Brown Noah A, Betz Bryan L, Weigelin Helmut C, Elenitoba-Johnson Kojo S J, Lim Megan S, Bailey Nathanael G
From the Department of Pathology, University of Michigan, Ann Arbor.
Am J Clin Pathol. 2015 Jan;143(1):89-99. doi: 10.1309/AJCPDN4Q1JTFGCFC.
Detection of BRAF V600E mutations in hairy cell leukemia (HCL) has important diagnostic utility. In this study, we sought to compare immunohistochemistry with an antibody specific for this mutation to a sensitive molecular assay.
The performance of the BRAF V600E-specific VE1 antibody was compared with that of allele-specific polymerase chain reaction (PCR) in 22 formalin-fixed, paraffin-embedded (FFPE) specimens with HCL involvement, along with nine splenic marginal zone lymphomas (SMZLs), 10 follicular lymphomas (FLs), 10 mantle cell lymphomas (MCLs), and 10 chronic lymphocytic leukemia/small lymphocytic lymphomas (CLL/SLLs). An additional 11 SMZLs, 100 FLs, 20 MCLs, 83 CLL/SLL specimens, and 49 reactive tonsils within tissue microarrays were stained with VE1.

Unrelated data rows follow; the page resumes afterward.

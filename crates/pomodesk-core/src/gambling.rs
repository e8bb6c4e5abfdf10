//! Red-or-black betting mini-game.
//!
//! A round starts when the device is shaken in the menu screen. The outcome is
//! drawn only when a choice is registered, and a round resolves at most once.

use rand::prelude::*;
use rand_pcg::Mcg128Xsl64;
use serde::{Deserialize, Serialize};

#[derive(Debug, Clone, Copy, PartialEq, Eq, Hash, Serialize, Deserialize)]
#[serde(rename_all = "lowercase")]
pub enum GamblingChoice {
    Red,
    Black,
}

/// One betting round. `awaiting_choice` implies `active`.
#[derive(Debug, Clone, Copy, Default, PartialEq, Eq)]
pub struct GamblingRound {
    active: bool,
    awaiting_choice: bool,
}

impl GamblingRound {
    pub fn is_active(&self) -> bool {
        self.active
    }

    pub fn choice_pending(&self) -> bool {
        self.active && self.awaiting_choice
    }

    pub fn start(&mut self) {
        self.active = true;
        self.awaiting_choice = true;
    }

    /// Clear both flags.
    pub fn reset(&mut self) {
        self.active = false;
        self.awaiting_choice = false;
    }
}

/// The round plus the generator deciding outcomes.
#[derive(Debug, Clone)]
pub struct GamblingTable {
    round: GamblingRound,
    rng: Mcg128Xsl64,
}

impl GamblingTable {
    /// Outcomes are reproducible when a seed is given.
    pub fn new(seed: Option<u64>) -> Self {
        let rng = match seed {
            Some(seed) => Mcg128Xsl64::seed_from_u64(seed),
            None => Mcg128Xsl64::from_entropy(),
        };
        Self {
            round: GamblingRound::default(),
            rng,
        }
    }

    pub fn round(&self) -> GamblingRound {
        self.round
    }

    pub fn choice_pending(&self) -> bool {
        self.round.choice_pending()
    }

    pub fn start(&mut self) {
        self.round.start();
    }

    pub fn cancel(&mut self) {
        self.round.reset();
    }

    /// Resolve the round with `choice`. Returns `Some(win)` the first time and
    /// `None` when no choice is pending.
    pub fn register_choice(&mut self, choice: GamblingChoice) -> Option<bool> {
        if !self.round.choice_pending() {
            tracing::warn!(?choice, "gambling choice registered without a pending round");
            return None;
        }
        let win = self.rng.gen_bool(0.5);
        self.round.reset();
        tracing::info!(?choice, win, "gambling round resolved");
        Some(win)
    }
}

A BRAF V600E mutation was detected in 17 (77.3%) of 22 HCL cases by PCR. Immunohistochemistry demonstrated VE1 staining in 20 (90.9%) cases, identifying low-level (~1%) involvement in three HCL cases that were mutation negative by PCR. Evaluation of additional material from these patients confirmed the presence of BRAF V600E. Thirty-nine non-HCL cases were negative by both methods. Within tissue microarrays, weak false-positive staining was observed in two (0.8%) of 263 non-HCL cases.

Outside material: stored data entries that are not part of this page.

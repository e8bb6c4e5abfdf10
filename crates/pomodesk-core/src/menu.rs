//! Canteen menu items and the browse cursor.
//!
//! Fetching the menu over the network is somebody else's job; the controller
//! only asks a [`MenuProvider`] how many items there are. The JSON document
//! format is the flat array served by the canteen endpoint.

use serde::{Deserialize, Deserializer, Serialize};

use crate::error::Result;

/// Items kept from one menu document.
pub const MAX_MENU_ITEMS: usize = 20;

#[derive(Debug, Clone, Default, PartialEq, Eq, Serialize, Deserialize)]
pub struct MenuItem {
    #[serde(default)]
    pub date: String,
    #[serde(default)]
    pub weekday: String,
    #[serde(default)]
    pub title: String,
    #[serde(default, deserialize_with = "string_or_number")]
    pub price_chf: String,
    #[serde(default)]
    pub source: String,
}

fn string_or_number<'de, D>(deserializer: D) -> std::result::Result<String, D::Error>
where
    D: Deserializer<'de>,
{
    Ok(match serde_json::Value::deserialize(deserializer)? {
        serde_json::Value::String(s) => s,
        serde_json::Value::Null => String::new(),
        other => other.to_string(),
    })
}

/// Source of menu items.
pub trait MenuProvider {
    fn item_count(&self) -> usize;
    fn item_at(&self, index: usize) -> Option<MenuItem>;
}

/// In-memory menu, typically parsed from a JSON document.
#[derive(Debug, Clone, Default, PartialEq, Eq)]
pub struct StaticMenu {
    items: Vec<MenuItem>,
}

impl StaticMenu {
    pub fn new(mut items: Vec<MenuItem>) -> Self {
        items.truncate(MAX_MENU_ITEMS);
        Self { items }
    }

    /// Parse the flat JSON array, keeping at most [`MAX_MENU_ITEMS`] entries.
    pub fn from_json(json: &str) -> Result<Self> {
        let items: Vec<MenuItem> = serde_json::from_str(json)?;
        if items.len() > MAX_MENU_ITEMS {
            tracing::warn!(
                found = items.len(),
                kept = MAX_MENU_ITEMS,
                "menu limit reached, dropping extra items"
            );
        }
        Ok(Self::new(items))
    }

    pub fn items(&self) -> &[MenuItem] {
        &self.items
    }
}

impl MenuProvider for StaticMenu {
    fn item_count(&self) -> usize {
        self.items.len()
    }

    fn item_at(&self, index: usize) -> Option<MenuItem> {
        self.items.get(index).cloned()
    }
}

/// Position in the menu. Clamped to `0..total`, never wraps.
#[derive(Debug, Clone, Copy, Default, PartialEq, Eq, Serialize, Deserialize)]
pub struct MenuCursor {
    index: usize,
    total: usize,
}

impl MenuCursor {
    pub fn index(&self) -> usize {
        self.index
    }

    pub fn total(&self) -> usize {
        self.total
    }

    /// Back to the first item of a menu with `total` items.
    pub fn reset(&mut self, total: usize) {
        self.index = 0;
        self.total = total;
    }

    /// Returns true when the cursor moved.
    pub fn prev(&mut self) -> bool {
        if self.index == 0 {
            return false;
        }
        self.index -= 1;
        true
    }

    /// Returns true when the cursor moved.
    pub fn next(&mut self) -> bool {
        if self.index + 1 >= self.total {
            return false;
        }
        self.index += 1;
        true
    }
}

VE1 immunohistochemistry is more sensitive than allele-specific PCR in FFPE bone marrow specimens and can be applied to decalcified core biopsy specimens that are not appropriate for molecular techniques.

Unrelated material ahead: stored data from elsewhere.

#[cfg(test)]
mod tests {
    use super::*;

    fn short_timer() -> PomodoroTimer {
        PomodoroTimer::new(SessionDurations {
            work_secs: 3,
            short_break_secs: 2,
            long_break_secs: 5,
            sessions_until_long_break: 2,
        })
    }

    /// Tick once per second until the session finishes.
    fn run_out(timer: &mut PomodoroTimer, mut now: u64) -> u64 {
        while timer.is_running() {
            now += 1000;
            timer.tick(now);
        }
        now
    }

    #[test]
    fn start_pause_resume() {
        let mut timer = PomodoroTimer::default();
        assert_eq!(timer.state(), PomodoroState::Idle);

        assert!(timer.start_work(0).is_some());
        assert_eq!(timer.state(), PomodoroState::Work);
        assert_eq!(timer.remaining_secs(), 1500);

        assert!(timer.pause(10).is_some());
        assert_eq!(timer.state(), PomodoroState::Paused);
        assert_eq!(timer.paused_source(), Some(PomodoroState::Work));

        assert!(timer.resume(20).is_some());
        assert_eq!(timer.state(), PomodoroState::Work);
        assert_eq!(timer.paused_source(), None);
    }

    #[test]
    fn start_requires_idle() {
        let mut timer = PomodoroTimer::default();
        timer.start_work(0);
        assert!(timer.start_work(5).is_none());
        assert!(timer.start_break(5).is_none());
        timer.pause(6);
        assert!(timer.start_work(7).is_none());
    }

    #[test]
    fn pause_and_resume_are_noops_in_wrong_state() {
        let mut timer = PomodoroTimer::default();
        assert!(timer.pause(0).is_none());
        assert!(timer.resume(0).is_none());
        timer.start_work(0);
        assert!(timer.resume(1).is_none());
        timer.pause(2);
        assert!(timer.pause(3).is_none());
        assert_eq!(timer.paused_source(), Some(PomodoroState::Work));
    }

    #[test]
    fn resume_restores_break_state() {
        let mut timer = PomodoroTimer::default();
        timer.start_break(0);
        assert_eq!(timer.state(), PomodoroState::ShortBreak);
        timer.pause(100);
        timer.resume(200);
        assert_eq!(timer.state(), PomodoroState::ShortBreak);
        assert_eq!(timer.resume_fallbacks(), 0);
    }

    #[test]
    fn paused_time_does_not_count() {
        let mut timer = short_timer();
        timer.start_work(0);
        timer.tick(1_000);
        assert_eq!(timer.remaining_secs(), 2);
        timer.pause(1_500);
        timer.tick(60_000);
        assert_eq!(timer.remaining_secs(), 2);
        timer.resume(60_000);
        timer.tick(60_999);
        assert_eq!(timer.remaining_secs(), 2);
        timer.tick(61_000);
        assert_eq!(timer.remaining_secs(), 1);
    }

    #[test]
    fn sub_second_ticks_decrement_once_per_second() {
        let mut timer = PomodoroTimer::default();
        timer.start_work(0);
        for now in (10..1000).step_by(10) {
            timer.tick(now);
        }
        assert_eq!(timer.remaining_secs(), 1500);
        timer.tick(1000);
        assert_eq!(timer.remaining_secs(), 1499);
        timer.tick(1990);
        assert_eq!(timer.remaining_secs(), 1499);
        timer.tick(2000);
        assert_eq!(timer.remaining_secs(), 1498);
    }

    #[test]
    fn remainder_carries_between_ticks() {
        let mut timer = PomodoroTimer::default();
        timer.start_work(0);
        timer.tick(1_700);
        assert_eq!(timer.remaining_secs(), 1499);
        // Anchor moved to 1000, not 1700.
        timer.tick(2_000);
        assert_eq!(timer.remaining_secs(), 1498);
    }

    #[test]
    fn late_tick_catches_up_whole_seconds() {
        let mut timer = PomodoroTimer::default();
        timer.start_work(0);
        timer.tick(5_400);
        assert_eq!(timer.remaining_secs(), 1495);
    }

    #[test]
    fn work_completion_counts_session_and_goes_idle() {
        let mut timer = short_timer();
        timer.start_work(0);
        let event = (1..=3).filter_map(|s| timer.tick(s * 1000)).last();
        assert!(matches!(
            event,
            Some(Event::TimerCompleted {
                state: PomodoroState::Work,
                completed_work_sessions: 1,
                ..
            })
        ));
        assert_eq!(timer.state(), PomodoroState::Idle);
        assert_eq!(timer.completed_work_sessions(), 1);
        assert!(timer.consume_finished());
        assert!(!timer.consume_finished());
    }

    #[test]
    fn break_completion_counts_nothing() {
        let mut timer = short_timer();
        timer.start_break(0);
        run_out(&mut timer, 0);
        assert_eq!(timer.completed_work_sessions(), 0);
        assert_eq!(timer.state(), PomodoroState::Idle);
        assert!(timer.consume_finished());
    }

    #[test]
    fn long_break_after_configured_sessions() {
        let mut timer = short_timer();
        let mut now = 0;
        timer.start_work(now);
        now = run_out(&mut timer, now);
        timer.start_break(now);
        assert_eq!(timer.state(), PomodoroState::ShortBreak);
        now = run_out(&mut timer, now);
        timer.start_work(now);
        now = run_out(&mut timer, now);
        assert_eq!(timer.completed_work_sessions(), 2);
        timer.start_break(now);
        assert_eq!(timer.state(), PomodoroState::LongBreak);
        assert_eq!(timer.remaining_secs(), 5);
    }

    #[test]
    fn reset_clears_counter_but_keeps_durations() {
        let mut timer = short_timer();
        timer.set_work_duration(120).unwrap();
        timer.start_work(0);
        timer.set_remaining(1, 0);
        timer.tick(1_000);
        assert_eq!(timer.completed_work_sessions(), 1);
        timer.start_work(1_000);
        timer.pause(1_500);
        timer.reset(2_000);
        assert_eq!(timer.state(), PomodoroState::Idle);
        assert_eq!(timer.remaining_secs(), 0);
        assert_eq!(timer.completed_work_sessions(), 0);
        assert_eq!(timer.paused_source(), None);
        assert_eq!(timer.work_duration_secs(), 120);
    }

    #[test]
    fn zero_duration_setters_keep_previous_value() {
        let mut timer = PomodoroTimer::default();
        assert!(timer.set_work_duration(0).is_err());
        assert!(timer.set_short_break_duration(0).is_err());
        assert!(timer.set_long_break_duration(0).is_err());
        assert_eq!(timer.work_duration_secs(), 1500);
        assert_eq!(timer.short_break_duration_secs(), 300);
        assert_eq!(timer.long_break_duration_secs(), 900);
    }

    #[test]
    fn resume_without_source_falls_back_to_work() {
        // Only reachable through a broken snapshot.
        let json = r#"{
            "durations": {},
            "state": "paused",
            "remaining_secs": 30,
            "completed_work_sessions": 0
        }"#;
        let mut timer: PomodoroTimer = serde_json::from_str(json).unwrap();
        assert_eq!(timer.state(), PomodoroState::Paused);
        timer.resume(0);
        assert_eq!(timer.state(), PomodoroState::Work);
        assert_eq!(timer.resume_fallbacks(), 1);
    }

    #[test]
    fn snapshot_roundtrip_keeps_pause_source() {
        let mut timer = PomodoroTimer::default();
        timer.start_break(0);
        timer.pause(500);
        let json = serde_json::to_string(&timer).unwrap();
        let mut restored: PomodoroTimer = serde_json::from_str(&json).unwrap();
        restored.resume(1_000);
        assert_eq!(restored.state(), PomodoroState::ShortBreak);
        assert_eq!(restored.resume_fallbacks(), 0);
    }

    #[test]
    fn clock_formatting() {
        assert_eq!(format_clock(0), "00:00");
        assert_eq!(format_clock(1500), "25:00");
        assert_eq!(format_clock(61), "01:01");
    }

    #[test]
    fn state_labels() {
        assert_eq!(PomodoroState::ShortBreak.label(), "Short Break");
        let timer = PomodoroTimer::default();
        assert_eq!(timer.state_label(), "Idle");
    }
}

检测毛细胞白血病(HCL)中的BRAF V600E突变具有重要的诊断价值。在本研究中,我们试图将针对该突变的特异性抗体免疫组化与灵敏的分子检测方法进行比较。
将BRAF V600E特异性VE1抗体的性能与等位基因特异性聚合酶链反应(PCR)在22例有HCL累及的福尔马林固定、石蜡包埋(FFPE)标本中的性能进行比较,同时纳入9例脾边缘区淋巴瘤(SMZL)、10例滤泡性淋巴瘤(FL)、10例套细胞淋巴瘤(MCL)和10例慢性淋巴细胞白血病/小淋巴细胞淋巴瘤(CLL/SLL)。另外,在组织芯片上对11例SMZL、100例FL、20例MCL、83例CLL/SLL标本和49例反应性扁桃体用VE1进行染色。
通过PCR在22例HCL病例中的17例(77.3%)检测到BRAF V600E突变。免疫组化显示20例(90.9%)病例有VE1染色,在3例PCR检测为突变阴性的HCL病例中发现了低水平(约1%)的累及。对这些患者的额外材料进行评估证实了BRAF V600E的存在。39例非HCL病例两种方法检测均为阴性。在组织芯片中,263例非HCL病例中有2例(0.8%)观察到弱阳性染色。
在FFPE骨髓标本中,VE1免疫组化比等位基因特异性PCR更敏感,可应用于不适用于分子技术的脱钙芯针活检标本。